Retirees’ finances are likely in for a much better year in 2023 than they just had in 2022. That’s because inflation soared in 2022, resulting in elevated prices in pretty much all walks of life.

But in 2023, retirees’ Social Security checks are set to rise by the largest amount in roughly four decades. That’s because of the Social Security Administration’s (SSA) cost-of-living-adjustment (COLA), which is intended to help preserve as much purchasing power for retirees as possible.

The bump will be welcome for the 66 million retirees who collect Social Security because recipients of the program are said to have lost as much as 40% of their purchasing power since 2000, according to a study from the non-partisan Senior Citizens League. But it is also going to come with a potentially expensive surprise.

Understanding the COLA

The way the SSA calculates the COLA is by looking at inflation data in the third quarter of the year based on the Consumer Price Index for Urban Wage Earners and Clerical Workers (CPI-W). This index tracks the prices paid by urban wage earners and clerical workers for a market basket of consumer goods and services.

Image source: Getty Images.

The SSA first calculates the average CPI-W number during the months of July, August, and September. Then it compares it to the prior year’s numbers; the percentage difference represents the COLA for the following year.

For 2023, the COLA is 8.7%, a staggering number that shows just how intense inflation was. With the average Social Security check for retirees in November at about $1,632 per month, a typical recipient could see checks rise by about $142 in 2023, or more than $1,700 annually.

So, what’s this expensive surprise?

Social Security benefits can be subject to taxation. Now, this typically only happens if you have supplemental income in addition to your benefits, which might be more relevant for filers claiming benefits early and still working. But it could also come into play for many other retirees because income from stocks such as dividends also counts.

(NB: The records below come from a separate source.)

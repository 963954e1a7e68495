//! Region providers.

pub mod region_provider;
pub mod static_provider;

pub use region_provider::{BoxFuture, RefreshError, RegionProvider, SelectionError};
pub use static_provider::{RegionProviderConfig, StaticRegionProvider, DEFAULT_REGIONS_URL};
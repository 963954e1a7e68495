//! Spatial query utilities for distance calculations.
//!
//! Uses Haversine formula for accurate distances on Earth's surface.

use geo::{HaversineDistance, Point};

/// Calculate Haversine distance between two points in meters
pub fn haversine_distance(p1: Point, p2: Point) -> f64 {
    p1.haversine_distance(&p2)
}
//! Spatial indexing and query utilities.

pub mod index;
pub mod queries;

pub use index::RegionIndex;
pub use queries::haversine_distance;
// crates/certsuite-usage-cli/src/logging.rs
// ============================================================================
// Module: Logging Bootstrap
// Description: Installs the process-wide tracing subscriber.
// Purpose: Route structured logs to stderr under a RUST_LOG filter.
// Dependencies: tracing-subscriber
// ============================================================================

//! ## Overview
//! Logs go to stderr so stdout stays reserved for command output. The filter
//! comes from `RUST_LOG` and falls back to [`DEFAULT_LOG_FILTER`] when the
//! variable is unset or does not parse.

// ============================================================================
// SECTION: Imports
// ============================================================================

use tracing_subscriber::EnvFilter;

// ============================================================================
// SECTION: Constants
// ============================================================================

/// Filter applied when `RUST_LOG` is unset or invalid.
pub const DEFAULT_LOG_FILTER: &str = "info";

// ============================================================================
// SECTION: Subscriber
// ============================================================================

/// Builds the log filter from `RUST_LOG`, falling back to `default_filter`.
#[must_use]
pub fn env_filter(default_filter: &str) -> EnvFilter {
    EnvFilter::try_from_default_env()
        .or_else(|_| EnvFilter::try_new(default_filter))
        .unwrap_or_else(|_| EnvFilter::new(DEFAULT_LOG_FILTER))
}

/// Installs the stderr subscriber.
///
/// Returns false when a global subscriber was already installed.
pub fn init_logging() -> bool {
    tracing_subscriber::fmt()
        .with_env_filter(env_filter(DEFAULT_LOG_FILTER))
        .with_writer(std::io::stderr)
        .with_target(false)
        .try_init()
        .is_ok()
}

The number that individuals need to look at is called combined income, which includes adjusted gross income plus nontaxable interest plus half of your Social Security benefits. If you are an individual and your combined income is more than $25,000, then 50% of your Social Security benefits could be taxed. To be clear, this isn’t the tax rate; it’s just the amount of your benefits potentially subject to taxation. If your combined income exceeds $34,000, then 85% of your Social Security benefits could be subject to taxation.

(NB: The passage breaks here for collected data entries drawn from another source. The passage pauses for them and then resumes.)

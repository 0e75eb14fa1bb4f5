// crates/certsuite-usage-providers/src/quay.rs
// ============================================================================
// Module: Quay Registry Client
// Description: RegistryClient over the Quay aggregated-logs endpoint.
// Purpose: Fetch per-day pull counts for one repository.
// Dependencies: certsuite-usage-core, reqwest, tracing, url
// ============================================================================

//! ## Overview
//! Issues `GET {base}/repository/{namespace}/{repository}/aggregatelogs` with
//! `starttime`/`endtime` in `MM/DD/YYYY` form and a bearer token.

// ============================================================================
// SECTION: Imports
// ============================================================================

use certsuite_usage_core::AggregatedLogs;
use certsuite_usage_core::ClientError;
use certsuite_usage_core::FetchWindow;
use certsuite_usage_core::RegistryClient;
use reqwest::blocking::Client;
use tracing::debug;
use url::Url;

use crate::http::HttpClientConfig;
use crate::http::endpoint;
use crate::http::get_json;
use crate::http::parse_base_url;

// ============================================================================
// SECTION: Configuration
// ============================================================================

/// Default Quay API base URL.
pub const DEFAULT_QUAY_BASE_URL: &str = "https://quay.io/api/v1";

/// Quay client settings.
#[derive(Clone, PartialEq, Eq)]
pub struct QuayClientConfig {
    /// API base URL.
    pub base_url: String,
    /// OAuth bearer token.
    pub bearer_token: String,
}

impl std::fmt::Debug for QuayClientConfig {
    fn fmt(&self, f: &mut std::fmt::Formatter<'_>) -> std::fmt::Result {
        f.debug_struct("QuayClientConfig")
            .field("base_url", &self.base_url)
            .field("bearer_token", &"<redacted>")
            .finish()
    }
}

// ============================================================================
// SECTION: Client
// ============================================================================

/// Registry client for Quay.
pub struct QuayClient {
    /// Parsed API base URL.
    base_url: Url,
    /// OAuth bearer token.
    bearer_token: String,
    /// Maximum response size, in bytes.
    max_response_bytes: usize,
    /// HTTP client used for outbound requests.
    client: Client,
}

impl QuayClient {
    /// Creates a Quay client.
    ///
    /// # Errors
    ///
    /// Returns [`ClientError::Init`] when the token is empty, the base URL is
    /// invalid, or the HTTP client cannot be created.
    pub fn new(config: &QuayClientConfig, http: &HttpClientConfig) -> Result<Self, ClientError> {
        if config.bearer_token.trim().is_empty() {
            return Err(ClientError::Init("quay bearer token is empty".to_string()));
        }
        Ok(Self {
            base_url: parse_base_url(&config.base_url)?,
            bearer_token: config.bearer_token.clone(),
            max_response_bytes: http.max_response_bytes,
            client: http.build_client()?,
        })
    }

    /// Returns the aggregated-logs URL for a repository and window.
    ///
    /// # Errors
    ///
    /// Returns [`ClientError::Init`] when the URL cannot be built.
    pub fn aggregated_logs_url(
        &self,
        namespace: &str,
        repository: &str,
        window: &FetchWindow,
    ) -> Result<Url, ClientError> {
        let mut url =
            endpoint(&self.base_url, &["repository", namespace, repository, "aggregatelogs"])?;
        url.query_pairs_mut()
            .append_pair("starttime", &window.start_param())
            .append_pair("endtime", &window.end_param());
        Ok(url)
    }
}

impl RegistryClient for QuayClient {
    fn aggregated_logs(
        &self,
        namespace: &str,
        repository: &str,
        window: &FetchWindow,
    ) -> Result<AggregatedLogs, ClientError> {
        let url = self.aggregated_logs_url(namespace, repository, window)?;
        debug!(url = %url, "requesting quay aggregated logs");
        get_json(self.client.get(url).bearer_auth(&self.bearer_token), self.max_response_bytes)
    }
}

There are also thresholds for married couples. If the combined income of you and your spouse is over $32,000, then the two of you will be subject to taxation on 50% of your benefits. If your combined income is more than $44,000, then 85% of benefits are potentially subject to taxation.

With benefits set to rise by so much in 2023, the combined income of individuals and couples previously not subject to taxation may be pushed over the thresholds that trigger getting taxed. It’s something to consider and look into as soon as possible because it could turn into an expensive surprise.